Go through the entries below and copy each line that holds the word "passim".

**DATA FOR ANALYSIS**

== Segment start ==

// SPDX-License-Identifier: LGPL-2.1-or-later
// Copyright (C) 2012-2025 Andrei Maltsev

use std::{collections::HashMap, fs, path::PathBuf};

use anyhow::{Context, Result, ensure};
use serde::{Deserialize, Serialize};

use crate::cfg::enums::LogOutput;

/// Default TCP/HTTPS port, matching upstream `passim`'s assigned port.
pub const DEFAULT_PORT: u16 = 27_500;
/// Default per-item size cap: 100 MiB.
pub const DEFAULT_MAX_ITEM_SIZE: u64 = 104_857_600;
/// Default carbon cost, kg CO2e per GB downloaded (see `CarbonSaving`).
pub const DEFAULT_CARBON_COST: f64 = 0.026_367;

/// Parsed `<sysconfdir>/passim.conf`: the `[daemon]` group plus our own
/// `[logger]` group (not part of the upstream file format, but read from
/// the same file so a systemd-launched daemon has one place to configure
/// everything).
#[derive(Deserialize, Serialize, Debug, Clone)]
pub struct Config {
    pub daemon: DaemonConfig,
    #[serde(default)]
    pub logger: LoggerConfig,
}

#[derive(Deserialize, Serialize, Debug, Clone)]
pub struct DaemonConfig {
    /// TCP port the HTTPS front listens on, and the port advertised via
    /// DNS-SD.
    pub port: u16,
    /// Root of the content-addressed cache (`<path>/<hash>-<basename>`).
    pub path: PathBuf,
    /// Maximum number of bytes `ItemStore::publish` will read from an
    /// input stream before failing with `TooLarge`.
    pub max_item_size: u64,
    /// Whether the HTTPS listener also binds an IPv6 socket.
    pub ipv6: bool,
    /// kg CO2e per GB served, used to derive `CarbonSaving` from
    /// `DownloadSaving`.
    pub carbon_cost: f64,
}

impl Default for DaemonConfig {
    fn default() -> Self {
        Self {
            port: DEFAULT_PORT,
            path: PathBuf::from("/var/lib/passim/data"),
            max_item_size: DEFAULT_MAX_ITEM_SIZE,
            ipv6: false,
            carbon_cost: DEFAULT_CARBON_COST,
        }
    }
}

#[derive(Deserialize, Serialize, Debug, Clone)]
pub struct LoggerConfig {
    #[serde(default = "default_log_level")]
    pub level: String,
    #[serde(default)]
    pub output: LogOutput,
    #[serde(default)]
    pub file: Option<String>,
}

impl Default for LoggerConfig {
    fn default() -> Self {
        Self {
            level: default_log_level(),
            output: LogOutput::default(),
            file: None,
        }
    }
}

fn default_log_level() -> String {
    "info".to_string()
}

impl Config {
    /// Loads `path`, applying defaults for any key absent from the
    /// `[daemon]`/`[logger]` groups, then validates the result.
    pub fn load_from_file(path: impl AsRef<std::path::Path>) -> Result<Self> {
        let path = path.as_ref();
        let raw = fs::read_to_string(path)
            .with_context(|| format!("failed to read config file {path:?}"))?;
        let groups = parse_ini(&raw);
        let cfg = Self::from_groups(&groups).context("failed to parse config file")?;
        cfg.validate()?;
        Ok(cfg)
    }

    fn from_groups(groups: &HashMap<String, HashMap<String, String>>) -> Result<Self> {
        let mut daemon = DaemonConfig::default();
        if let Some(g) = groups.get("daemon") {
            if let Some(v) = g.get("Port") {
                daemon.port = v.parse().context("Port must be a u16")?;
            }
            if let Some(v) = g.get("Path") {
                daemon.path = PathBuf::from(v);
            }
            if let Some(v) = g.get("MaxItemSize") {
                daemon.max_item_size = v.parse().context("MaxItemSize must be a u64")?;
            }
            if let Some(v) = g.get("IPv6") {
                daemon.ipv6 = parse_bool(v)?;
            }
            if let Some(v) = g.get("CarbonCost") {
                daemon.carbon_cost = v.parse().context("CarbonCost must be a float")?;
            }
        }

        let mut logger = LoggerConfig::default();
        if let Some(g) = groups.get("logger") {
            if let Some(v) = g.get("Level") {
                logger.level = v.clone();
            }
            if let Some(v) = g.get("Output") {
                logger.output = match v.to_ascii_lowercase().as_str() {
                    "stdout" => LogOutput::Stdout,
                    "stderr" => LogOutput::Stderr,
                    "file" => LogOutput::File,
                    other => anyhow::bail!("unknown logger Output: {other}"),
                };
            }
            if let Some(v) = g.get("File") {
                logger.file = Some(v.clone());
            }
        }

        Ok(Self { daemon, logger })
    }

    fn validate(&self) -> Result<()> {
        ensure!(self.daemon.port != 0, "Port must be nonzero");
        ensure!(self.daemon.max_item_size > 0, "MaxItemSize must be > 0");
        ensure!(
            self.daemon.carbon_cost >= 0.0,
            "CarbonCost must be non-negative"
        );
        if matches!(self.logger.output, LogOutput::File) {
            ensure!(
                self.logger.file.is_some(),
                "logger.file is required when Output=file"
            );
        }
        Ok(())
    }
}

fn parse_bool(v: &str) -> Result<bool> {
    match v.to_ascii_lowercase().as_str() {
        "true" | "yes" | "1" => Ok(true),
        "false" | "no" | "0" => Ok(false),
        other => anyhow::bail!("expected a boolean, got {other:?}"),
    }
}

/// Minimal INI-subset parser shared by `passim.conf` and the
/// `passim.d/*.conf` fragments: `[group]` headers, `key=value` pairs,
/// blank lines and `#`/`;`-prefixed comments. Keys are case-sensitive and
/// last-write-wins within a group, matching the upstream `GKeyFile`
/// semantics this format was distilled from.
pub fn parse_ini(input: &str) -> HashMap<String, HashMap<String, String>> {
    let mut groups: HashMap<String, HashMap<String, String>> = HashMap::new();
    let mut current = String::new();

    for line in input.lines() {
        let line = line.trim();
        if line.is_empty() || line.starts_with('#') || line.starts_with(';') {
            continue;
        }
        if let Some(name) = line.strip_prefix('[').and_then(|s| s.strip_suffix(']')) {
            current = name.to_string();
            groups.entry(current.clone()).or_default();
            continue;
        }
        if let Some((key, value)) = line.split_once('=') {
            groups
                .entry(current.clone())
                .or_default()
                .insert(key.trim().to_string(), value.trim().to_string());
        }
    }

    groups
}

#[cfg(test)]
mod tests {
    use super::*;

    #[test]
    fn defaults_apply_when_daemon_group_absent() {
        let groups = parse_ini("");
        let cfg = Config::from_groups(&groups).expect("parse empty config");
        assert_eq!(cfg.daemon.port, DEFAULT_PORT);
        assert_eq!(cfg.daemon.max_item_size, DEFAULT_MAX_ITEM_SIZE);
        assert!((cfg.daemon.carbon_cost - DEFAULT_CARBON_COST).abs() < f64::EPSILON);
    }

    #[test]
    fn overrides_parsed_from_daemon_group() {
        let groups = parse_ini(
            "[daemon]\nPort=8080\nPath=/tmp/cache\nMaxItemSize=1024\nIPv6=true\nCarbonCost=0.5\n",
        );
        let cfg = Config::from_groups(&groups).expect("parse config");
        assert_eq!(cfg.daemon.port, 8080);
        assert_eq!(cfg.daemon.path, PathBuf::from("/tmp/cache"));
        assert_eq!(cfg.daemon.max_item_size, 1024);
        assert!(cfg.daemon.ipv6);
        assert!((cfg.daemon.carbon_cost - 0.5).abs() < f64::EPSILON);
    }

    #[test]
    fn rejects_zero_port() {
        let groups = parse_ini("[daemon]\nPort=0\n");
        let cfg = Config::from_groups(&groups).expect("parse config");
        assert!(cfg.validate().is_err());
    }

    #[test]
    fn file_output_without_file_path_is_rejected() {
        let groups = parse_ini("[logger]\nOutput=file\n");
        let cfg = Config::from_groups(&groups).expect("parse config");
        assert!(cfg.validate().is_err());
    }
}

== Segment end ==

**EXERCISE SOLUTION**
/// Default TCP/HTTPS port, matching upstream `passim`'s assigned port.
/// Parsed `<sysconfdir>/passim.conf`: the `[daemon]` group plus our own
            path: PathBuf::from("/var/lib/passim/data"),
/// Minimal INI-subset parser shared by `passim.conf` and the
/// `passim.d/*.conf` fragments: `[group]` headers, `key=value` pairs,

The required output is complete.